Health Correspondent Barry Nelson talks to the health boss who is likely to head one of the first foundation hospitals in the region.

OPPOSITION to foundation hospitals is showing no signs of going away if the recent Labour Party conference is anything to judge by. The Government's defeat by a grassroots revolt provoked acres of comment in the press. But the reality is that the objections of trade unions and Labour backbenchers is likely to be ignored by a Government determined to modernise the NHS and win a third term of office..

Joan Rogers, chief executive of North Tees and Hartlepool NHS Trust, will soon head one of the North-East's first foundation hospitals if all goes according to plan. The highly-regarded and experienced administrator is clearly relishing the prospect of being in the vanguard.

Joan starts off by insisting that her own staff appear to like the idea of becoming one of the first foundation hospitals. "They like the idea of the prestige and the status.

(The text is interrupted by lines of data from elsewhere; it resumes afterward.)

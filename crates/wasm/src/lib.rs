//! Browser bridge. The page-initialisation script constructs one
//! [`ChromeController`] and one [`FilterController`] and hands them to
//! whatever needs them; nothing here lives in a global.

mod chrome;
mod filters;

use facetbar_core::report::CallbackError;
use wasm_bindgen::JsCast;
use wasm_bindgen::prelude::*;

pub use chrome::ChromeController;
pub use filters::FilterController;

/// Route `log` output to the browser console and install the panic hook.
/// `level` is one of `error`, `warn`, `info`, `debug`, `trace`; default `info`.
#[wasm_bindgen(js_name = initLogging)]
pub fn init_logging(level: Option<String>) {
    console_error_panic_hook::set_once();
    let level = level
        .as_deref()
        .and_then(|l| l.parse::<log::Level>().ok())
        .unwrap_or(log::Level::Info);
    wasm_logger::init(wasm_logger::Config::new(level));
}

fn to_js_error(e: impl std::fmt::Display) -> JsError {
    JsError::new(&e.to_string())
}

/// Best-effort message from a thrown JS value.
fn describe(value: &JsValue) -> String {
    if let Some(err) = value.dyn_ref::<js_sys::Error>() {
        return String::from(err.message());
    }
    value.as_string().unwrap_or_else(|| format!("{value:?}"))
}

fn call1(f: &js_sys::Function, arg: &JsValue) -> Result<(), CallbackError> {
    f.call1(&JsValue::NULL, arg)
        .map(|_| ())
        .map_err(|thrown| CallbackError::new(describe(&thrown)))
}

They feel good about having this kite mark," but she concedes that people who live in the trust's catchment area may be puzzled about the whole process.

"They are distressed by the idea that there may be a two-tier system of health care, although we still have a two-tier system because different areas of the country still have different amounts of health spending. The North-East, by and large, has less funding than some other areas," says Joan, who gives credit to the Government for trying to iron out these differences.

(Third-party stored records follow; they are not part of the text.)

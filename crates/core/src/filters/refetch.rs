use std::rc::Rc;

use facetbar_protocol::Incident;

use super::broadcast::FiltersChanged;
use crate::report::{FetchError, LogReporter, Reporter};

/// Identifies one results fetch. Hand it back to
/// [`RefetchCoordinator::complete`] when the fetch settles.
#[derive(Debug, Clone, PartialEq, Eq)]
pub struct FetchTicket {
    pub generation: u64,
    pub query: String,
}

/// What the caller should do with a settled fetch.
#[derive(Debug, Clone, PartialEq, Eq)]
pub enum FetchResolution<T> {
    /// Newest fetch succeeded: swap these results in.
    Apply(T),
    /// A newer fetch superseded this one, or the page moved on.
    Discarded,
    /// Newest fetch failed: keep the current results and show `message` inline.
    Failed { message: String },
}

/// Stale-response guard for results fetches.
///
/// Only the most recently started fetch may update the page. Anything that
/// settles after being superseded or cancelled is discarded and reported as
/// [`Incident::StaleFetchDiscarded`].
pub struct RefetchCoordinator {
    /// Generation of the newest fetch still allowed to land.
    active: Option<u64>,
    latest_seen: u64,
    displayed: Option<u64>,
    reporter: Rc<dyn Reporter>,
}

impl Default for RefetchCoordinator {
    fn default() -> Self {
        Self::new()
    }
}

impl RefetchCoordinator {
    pub fn new() -> Self {
        Self {
            active: None,
            latest_seen: 0,
            displayed: None,
            reporter: Rc::new(LogReporter),
        }
    }

    pub fn with_reporter(mut self, reporter: Rc<dyn Reporter>) -> Self {
        self.reporter = reporter;
        self
    }

    /// Start the fetch for `event`, superseding whatever is in flight.
    pub fn begin(&mut self, event: &FiltersChanged) -> FetchTicket {
        self.active = Some(event.generation);
        self.latest_seen = self.latest_seen.max(event.generation);
        FetchTicket {
            generation: event.generation,
            query: event.query.clone(),
        }
    }

    /// Settle a fetch started by [`begin`](Self::begin).
    pub fn complete<T>(
        &mut self,
        ticket: &FetchTicket,
        outcome: Result<T, FetchError>,
    ) -> FetchResolution<T> {
        if self.active != Some(ticket.generation) {
            self.reporter.report(&Incident::StaleFetchDiscarded {
                generation: ticket.generation,
                latest: self.latest_seen,
            });
            return FetchResolution::Discarded;
        }
        self.active = None;
        match outcome {
            Ok(results) => {
                self.displayed = Some(ticket.generation);
                FetchResolution::Apply(results)
            }
            Err(err) => {
                self.reporter.report(&Incident::RefetchFailed {
                    generation: ticket.generation,
                    message: err.to_string(),
                });
                FetchResolution::Failed {
                    message: err.to_string(),
                }
            }
        }
    }

    /// Forget every outstanding fetch, e.g. when the shopper leaves the page.
    pub fn cancel(&mut self) {
        if let Some(generation) = self.active.take() {
            log::debug!("[refetch] cancelled generation {generation}");
        }
    }

    pub fn is_in_flight(&self) -> bool {
        self.active.is_some()
    }

    /// Generation whose results are currently on the page.
    pub fn displayed_generation(&self) -> Option<u64> {
        self.displayed
    }
}

#[cfg(test)]
mod tests {
    use super::*;
    use crate::filters::FilterState;
    use crate::report::CollectingReporter;
    use std::sync::Arc;

    fn event(generation: u64, query: &str) -> FiltersChanged {
        FiltersChanged {
            generation,
            state: Arc::new(FilterState::empty()),
            query: query.to_string(),
        }
    }

    #[test]
    fn latest_fetch_applies() {
        let mut c = RefetchCoordinator::new();
        let t = c.begin(&event(1, "filter.p.vendor=Acme"));
        assert!(c.is_in_flight());
        assert_eq!(c.complete(&t, Ok("grid")), FetchResolution::Apply("grid"));
        assert_eq!(c.displayed_generation(), Some(1));
        assert!(!c.is_in_flight());
    }

    #[test]
    fn slow_older_response_is_discarded() {
        let reporter = Rc::new(CollectingReporter::new());
        let mut c = RefetchCoordinator::new().with_reporter(reporter.clone());
        let a = c.begin(&event(1, "a"));
        let b = c.begin(&event(2, "b"));

        assert_eq!(c.complete(&b, Ok("B")), FetchResolution::Apply("B"));
        assert_eq!(c.complete(&a, Ok("A")), FetchResolution::Discarded);
        assert_eq!(c.displayed_generation(), Some(2));
        assert_eq!(
            reporter.take(),
            vec![Incident::StaleFetchDiscarded {
                generation: 1,
                latest: 2
            }]
        );
    }

    #[test]
    fn failure_keeps_current_results() {
        let reporter = Rc::new(CollectingReporter::new());
        let mut c = RefetchCoordinator::new().with_reporter(reporter.clone());
        let first = c.begin(&event(1, "a"));
        c.complete(&first, Ok(()));
        let second = c.begin(&event(2, "b"));
        let res: FetchResolution<()> = c.complete(&second, Err(FetchError("HTTP 503".into())));
        assert_eq!(
            res,
            FetchResolution::Failed {
                message: "HTTP 503".into()
            }
        );
        assert_eq!(c.displayed_generation(), Some(1));
        assert!(reporter.take()[0].is_user_visible());
    }

    #[test]
    fn cancel_discards_in_flight() {
        let mut c = RefetchCoordinator::new();
        let t = c.begin(&event(4, "x"));
        c.cancel();
        assert!(!c.is_in_flight());
        assert_eq!(c.complete(&t, Ok(1)), FetchResolution::Discarded);
        assert_eq!(c.displayed_generation(), None);
    }
}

Rather than encouraging inequalities, Joan argues that the changes planned by the Government - including the creation of more and more foundation hospitals with greater freedoms to borrow money - will tend to increase health services in areas which have been losing out.

"In future, primary care trusts are going to be encouraged to buy from private sector providers as well as public sector providers to get the best for their local patients. They will want to buy uniformly equal services for all their patients and to get everyone up to speed," she adds.

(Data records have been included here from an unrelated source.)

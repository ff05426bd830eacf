//! Converts a context-free grammar into its Chomsky–Schützenberger
//! representation — a Dyck language intersected with a regular filter,
//! projected by a homomorphism — and builds parse trees for input strings
//! under that grammar.

pub mod cs_representation;
pub mod grammar;
pub mod parse_tree;

pub use cs_representation::{
    build_cs_representation, format_cs_output, BracketPair, CsRepresentation,
};
pub use grammar::{parse_grammar, Grammar, GrammarSyntaxError, Production};
pub use parse_tree::{
    format_parse_tree, parse_string, ParseChild, ParseNode, ParseSyntaxError,
};
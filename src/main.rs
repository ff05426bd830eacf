use std::fs;
use std::path::PathBuf;

use clap::Parser;
use cs_converter::{
    build_cs_representation, format_cs_output, format_parse_tree, parse_grammar, parse_string,
};
use eyre::{Result, WrapErr};

/// Convert a context-free grammar to its Chomsky–Schützenberger
/// representation and optionally build a parse tree for an input string.
#[derive(Parser)]
#[command(version)]
struct Args {
    /// Path to the grammar file (one rule per line, `LHS -> RHS | RHS`)
    grammar: PathBuf,

    /// Input string to build a parse tree for
    #[arg(short, long)]
    input: Option<String>,
}

fn main() -> Result<()> {
    color_eyre::install()?;
    let args = Args::parse();

    let text = fs::read_to_string(&args.grammar)
        .wrap_err_with(|| format!("could not read grammar file {}", args.grammar.display()))?;

    let grammar = parse_grammar(&text)?;
    let cs = build_cs_representation(&grammar);

    let parse_tree_text = match &args.input {
        Some(input) => Some(format_parse_tree(&parse_string(&grammar, input)?)),
        None => None,
    };

    println!(
        "{}",
        format_cs_output(&grammar, &cs, parse_tree_text.as_deref())
    );
    Ok(())
}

"The PCTs will dictate what happens. If you are no good, either as a three star or ordinary trust, they are going to be able to send patients elsewhere, including the new privately run diagnostic and treatment centres," she says.

This is not popular with the trade unions, because it no longer gives the public sector the automatic dominance it has had in the past.

"Services will remain free to patients at the point of delivery but the message, as Health Secretary John Reid put it, is that they are not prepared to shore up 'crappy old hospitals' out of hard-earned tax-payers' money. So if you are good, the PCTs will be delighted to keep giving you a contract," says Joan.

Some critics argue that the NHS simply needs more money rather than another rejig, but Jean argues that the extra cash is already flowing and what is needed is some way of galvanising the NHS so hospitals raise their game uniformly.

The secret may be the C word - Competition. Joan points to what has been achieved in London when NHS trusts were faced with losing patients to new private treatment centres. "They suddenly all managed to hit the six-month waiting time target because they didn't want to lose the work. This is what the Government sees the market doing," she says. Because the Government has set such ambitious targets - no patient waiting longer than three months by 2008 - Joan argues that major changes are needed, either to allow existing NHS hospitals to grow or invite private diagnostic and treatment centres to spring up where they are needed.

Looking at her own situation, Joan believes that North Tees and Hartlepool will not be able to hit the three-month target in five years time without changes. "I am going to have to get something extra, either a DTC run by a friendly local company - which I have no problem with - or I build extra operating theatres and bed blocks by borrowing," she says.

She points to a pilot scheme in Bradford where a conventional NHS hospital is working in partnership with a neighbouring private DTC.

"In order to hit a six-month maximum waiting time target early they have a DTC next door. As far as I know it is working well and the Bradford hospital is still going like the clappers," she adds.

She says the changes advocated by the Government "are about gingering up the Health Service through competition - but more than any thing else it is about getting extra capacity to treat more NHS patients."

With the trust currently going through a period of public consultation about becoming a foundation hospital, Joan looks forward to the time when staff and local residents join senior managers for board meetings. She believes this will help to focus health care spending on where local people feel it is needed. "For example, it might be decided to focus more resources on tackling drug problems and less elsewhere," she says.

All in all, despite gloom and doom from opponents of foundation hospitals, the North Tees and Hartlepool boss believes that the changes will be beneficial and less radical than everyone seems to think.

"I think patients are going to see a lot more of the same," she says.